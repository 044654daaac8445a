//! Error types for the attempt ledger.

use std::path::PathBuf;
use thiserror::Error;

/// Result type alias for ledger operations.
pub type StateResult<T> = Result<T, StateError>;

/// Errors that can occur while using the attempt ledger.
#[derive(Debug, Error)]
pub enum StateError {
    #[error("failed to open ledger database: {0}")]
    Open(String),

    #[error("transaction error: {0}")]
    Transaction(String),

    #[error("table error: {0}")]
    Table(String),

    #[error("read error: {0}")]
    Read(String),

    #[error("write error: {0}")]
    Write(String),

    #[error("serialization error: {0}")]
    Serialize(String),

    #[error("deserialization error: {0}")]
    Deserialize(String),

    #[error("ledger locked by another scheduler instance: {0}")]
    Locked(PathBuf),

    #[error("lock file error: {0}")]
    LockIo(#[from] std::io::Error),
}
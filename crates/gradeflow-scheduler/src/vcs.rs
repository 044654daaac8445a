//! Version-control seam — syncing the watch tree and publishing reports.
//!
//! The control loop and worker pool only see the `Vcs` trait; the
//! daemon wires in `SvnClient`. Tests substitute a recording fake.

use std::future::Future;
use std::path::Path;
use std::process::Output;

use anyhow::{Context, bail};
use tracing::debug;

/// Operations the scheduler needs from the backing version control.
///
/// Implementations are shared behind `Arc<tokio::sync::Mutex<_>>`; the
/// mutex serializes working-copy mutations so a sync never races a
/// publish.
pub trait Vcs: Send + Sync + 'static {
    /// Pull remote changes into the working copy.
    fn sync(&self, path: &Path) -> impl Future<Output = anyhow::Result<()>> + Send;

    /// Schedule a new file for addition and commit it.
    fn publish(
        &self,
        path: &Path,
        message: &str,
    ) -> impl Future<Output = anyhow::Result<()>> + Send;
}

/// Subversion via the `svn` command-line client.
#[derive(Debug, Clone, Default)]
pub struct SvnClient;

impl SvnClient {
    pub fn new() -> Self {
        Self
    }

    async fn run(&self, args: &[&str]) -> anyhow::Result<Output> {
        let output = tokio::process::Command::new("svn")
            .args(args)
            .arg("--non-interactive")
            .output()
            .await
            .with_context(|| format!("failed to spawn svn {}", args.join(" ")))?;
        debug!(args = ?args, status = ?output.status.code(), "svn finished");
        Ok(output)
    }
}

impl Vcs for SvnClient {
    async fn sync(&self, path: &Path) -> anyhow::Result<()> {
        let path = path.display().to_string();
        let output = self.run(&["update", &path]).await?;
        if !output.status.success() {
            bail!(
                "svn update {path} failed: {}",
                String::from_utf8_lossy(&output.stderr).trim()
            );
        }
        Ok(())
    }

    async fn publish(&self, path: &Path, message: &str) -> anyhow::Result<()> {
        let path = path.display().to_string();

        // Add fails harmlessly when the artifact path is already
        // versioned from a previous overwrite.
        let add = self.run(&["add", &path]).await?;
        if !add.status.success() {
            debug!(%path, stderr = %String::from_utf8_lossy(&add.stderr).trim(),
                "svn add did not succeed, likely already versioned");
        }

        let commit = self.run(&["commit", "-m", message, &path]).await?;
        if !commit.status.success() {
            bail!(
                "svn commit {path} failed: {}",
                String::from_utf8_lossy(&commit.stderr).trim()
            );
        }
        Ok(())
    }
}

/// `Vcs` that does nothing, for watch trees that are plain directories.
#[derive(Debug, Clone, Default)]
pub struct NoVcs;

impl Vcs for NoVcs {
    async fn sync(&self, path: &Path) -> anyhow::Result<()> {
        debug!(?path, "no VCS configured, sync skipped");
        Ok(())
    }

    async fn publish(&self, _path: &Path, _message: &str) -> anyhow::Result<()> {
        Ok(())
    }
}
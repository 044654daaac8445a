//! Queue entries, version markers, and grading-report parsing.

use std::cmp::Ordering;
use std::path::PathBuf;
use std::sync::OnceLock;

use chrono::{DateTime, Utc};
use regex::Regex;

/// Upper bound on how many attempt units a single request can cost.
///
/// A targeted re-run of `s` tests costs `min(s, CAP)` units; a full run
/// costs the full `CAP`. Raw attempts dominate over time, so fairness
/// still converges.
pub const ATTEMPT_COST_CAP: u32 = 10;

/// One pending grading request for a single submitter.
///
/// Ordering (and equality) follow the priority key
/// `(adjusted_attempts, submitted_at, version, submitter, test_subset)`,
/// ascending — lower sorts first and gets graded first.
#[derive(Debug, Clone)]
pub struct QueueEntry {
    /// Identity key for dedup and fairness; one live entry per submitter.
    pub submitter: String,
    /// Monotonically increasing snapshot number for this submitter.
    pub version: u64,
    /// When the entry was queued; tie-break and dashboard display.
    pub submitted_at: DateTime<Utc>,
    /// Versions already graded for this submitter, the fairness signal.
    pub attempts: u32,
    /// Tests to run; empty means run everything.
    pub test_subset: Vec<String>,
    /// Working-copy directory holding this version's code.
    pub source_dir: PathBuf,
}

impl QueueEntry {
    /// Attempts adjusted for how much work this request asks for.
    pub fn adjusted_attempts(&self) -> u32 {
        if self.test_subset.is_empty() {
            self.attempts + ATTEMPT_COST_CAP
        } else {
            self.attempts + (self.test_subset.len() as u32).min(ATTEMPT_COST_CAP)
        }
    }

    fn sort_key(&self) -> (u32, DateTime<Utc>, u64, &str, &[String]) {
        (
            self.adjusted_attempts(),
            self.submitted_at,
            self.version,
            &self.submitter,
            &self.test_subset,
        )
    }
}

impl PartialEq for QueueEntry {
    fn eq(&self, other: &Self) -> bool {
        self.sort_key() == other.sort_key()
    }
}

impl Eq for QueueEntry {}

impl PartialOrd for QueueEntry {
    fn partial_cmp(&self, other: &Self) -> Option<Ordering> {
        Some(self.cmp(other))
    }
}

impl Ord for QueueEntry {
    fn cmp(&self, other: &Self) -> Ordering {
        self.sort_key().cmp(&other.sort_key())
    }
}

/// Parsed first line of a submission's VERSION file.
///
/// Format: `<version:int> [testName ...]`. The literal single test name
/// `all` clears the subset, meaning "run everything" — and, unlike an
/// absent subset, suppresses deriving a subset from previous failures.
#[derive(Debug, Clone, PartialEq, Eq)]
pub struct VersionMarker {
    pub version: u64,
    pub tests: Vec<String>,
    /// The marker explicitly said `all`.
    pub all: bool,
}

impl VersionMarker {
    /// Parse the marker from file contents. Only the first line matters.
    pub fn parse(contents: &str) -> anyhow::Result<Self> {
        let line = contents.lines().next().unwrap_or("");
        let mut tokens = line.split_whitespace();
        let version = tokens
            .next()
            .ok_or_else(|| anyhow::anyhow!("empty version marker"))?
            .parse::<u64>()
            .map_err(|e| anyhow::anyhow!("bad version number: {e}"))?;
        let mut tests: Vec<String> = tokens.map(str::to_string).collect();
        let all = tests == ["all"];
        if all {
            tests.clear();
        }
        Ok(Self {
            version,
            tests,
            all,
        })
    }
}

/// Output artifact name for a graded version, written beside the
/// submission: `<prefix>.<version>`.
pub fn artifact_name(prefix: &str, version: u64) -> String {
    format!("{prefix}.{version}")
}

static FAILED_LINE: OnceLock<Regex> = OnceLock::new();

/// Scrape the failing test names out of a grading report.
///
/// The harness emits one `Test <name> Failed` line per failing test;
/// the scanner feeds these back as the next version's targeted subset.
pub fn failed_tests(report: &str) -> Vec<String> {
    let re = FAILED_LINE
        .get_or_init(|| Regex::new(r"Test ([\w_.]+) Failed").expect("static regex is valid"));
    report
        .lines()
        .filter_map(|line| re.captures(line))
        .map(|caps| caps[1].to_string())
        .collect()
}

#[cfg(test)]
mod tests {
    use super::*;

    fn entry(attempts: u32, at: i64, version: u64, name: &str, tests: &[&str]) -> QueueEntry {
        QueueEntry {
            submitter: name.to_string(),
            version,
            submitted_at: DateTime::from_timestamp(at, 0).unwrap(),
            attempts,
            test_subset: tests.iter().map(|t| t.to_string()).collect(),
            source_dir: PathBuf::from("/dev/null"),
        }
    }

    #[test]
    fn time_is_the_tiebreak_of_last_resort() {
        assert!(entry(0, 0, 0, "foo", &[]) < entry(0, 10, 0, "bar", &[]));
    }

    #[test]
    fn attempts_trump_time() {
        assert!(entry(0, 10, 0, "foo", &[]) < entry(1, 0, 0, "bar", &[]));
    }

    #[test]
    fn short_subset_beats_full_run() {
        let targeted = entry(1, 0, 0, "foo", &["one"]);
        let full = entry(0, 0, 0, "bar", &[]);
        assert!(targeted.adjusted_attempts() < full.adjusted_attempts());
        assert!(targeted < full);
    }

    #[test]
    fn short_subset_beats_long_subset() {
        assert!(entry(0, 0, 0, "foo", &["one"]) < entry(0, 0, 0, "bar", &["a", "b", "c", "d"]));
    }

    #[test]
    fn subset_cost_is_capped() {
        let names: Vec<String> = (0..50).map(|i| format!("t{i}")).collect();
        let refs: Vec<&str> = names.iter().map(String::as_str).collect();
        let huge = entry(0, 0, 0, "foo", &refs);
        let full = entry(0, 0, 0, "bar", &[]);
        assert_eq!(huge.adjusted_attempts(), full.adjusted_attempts());
    }

    #[test]
    fn fresh_submitter_sorts_before_veteran() {
        let a = entry(0, 5, 3, "a", &[]);
        let b = entry(3, 5, 3, "b", &[]);
        assert!(a < b);
    }

    #[test]
    fn marker_with_tests() {
        let m = VersionMarker::parse("7 testA testB\n").unwrap();
        assert_eq!(m.version, 7);
        assert_eq!(m.tests, vec!["testA", "testB"]);
        assert!(!m.all);
    }

    #[test]
    fn marker_all_means_no_subset() {
        let m = VersionMarker::parse("7 all").unwrap();
        assert_eq!(m.version, 7);
        assert!(m.tests.is_empty());
        assert!(m.all);
    }

    #[test]
    fn marker_bare_version() {
        let m = VersionMarker::parse("12\n").unwrap();
        assert_eq!(m.version, 12);
        assert!(m.tests.is_empty());
        assert!(!m.all);
    }

    #[test]
    fn marker_all_among_others_is_a_plain_name() {
        // Only the sole token `all` is special.
        let m = VersionMarker::parse("3 all extra").unwrap();
        assert_eq!(m.tests, vec!["all", "extra"]);
        assert!(!m.all);
    }

    #[test]
    fn marker_rejects_garbage() {
        assert!(VersionMarker::parse("").is_err());
        assert!(VersionMarker::parse("not-a-number tests").is_err());
        assert!(VersionMarker::parse("-3").is_err());
    }

    #[test]
    fn marker_ignores_later_lines() {
        let m = VersionMarker::parse("4 t1\nthis line is noise\n").unwrap();
        assert_eq!(m.version, 4);
        assert_eq!(m.tests, vec!["t1"]);
    }

    #[test]
    fn failed_tests_scraped_from_report() {
        let report = "Test alpha Passed\nTest beta_2 Failed\nnoise\nTest g.amma Failed\n";
        assert_eq!(failed_tests(report), vec!["beta_2", "g.amma"]);
    }

    #[test]
    fn failed_tests_empty_when_all_pass() {
        assert!(failed_tests("Test alpha Passed\n").is_empty());
    }

    #[test]
    fn artifact_naming() {
        assert_eq!(artifact_name("GRADING_OUTPUTv1", 9), "GRADING_OUTPUTv1.9");
    }
}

> [WHAT TO DO]
Every line above with the string "ledger" in it should be copied into the answer.

> [RESPONSE AREA]
//! Error types for the attempt ledger.
/// Result type alias for ledger operations.
/// Errors that can occur while using the attempt ledger.
    #[error("failed to open ledger database: {0}")]
    #[error("ledger locked by another scheduler instance: {0}")]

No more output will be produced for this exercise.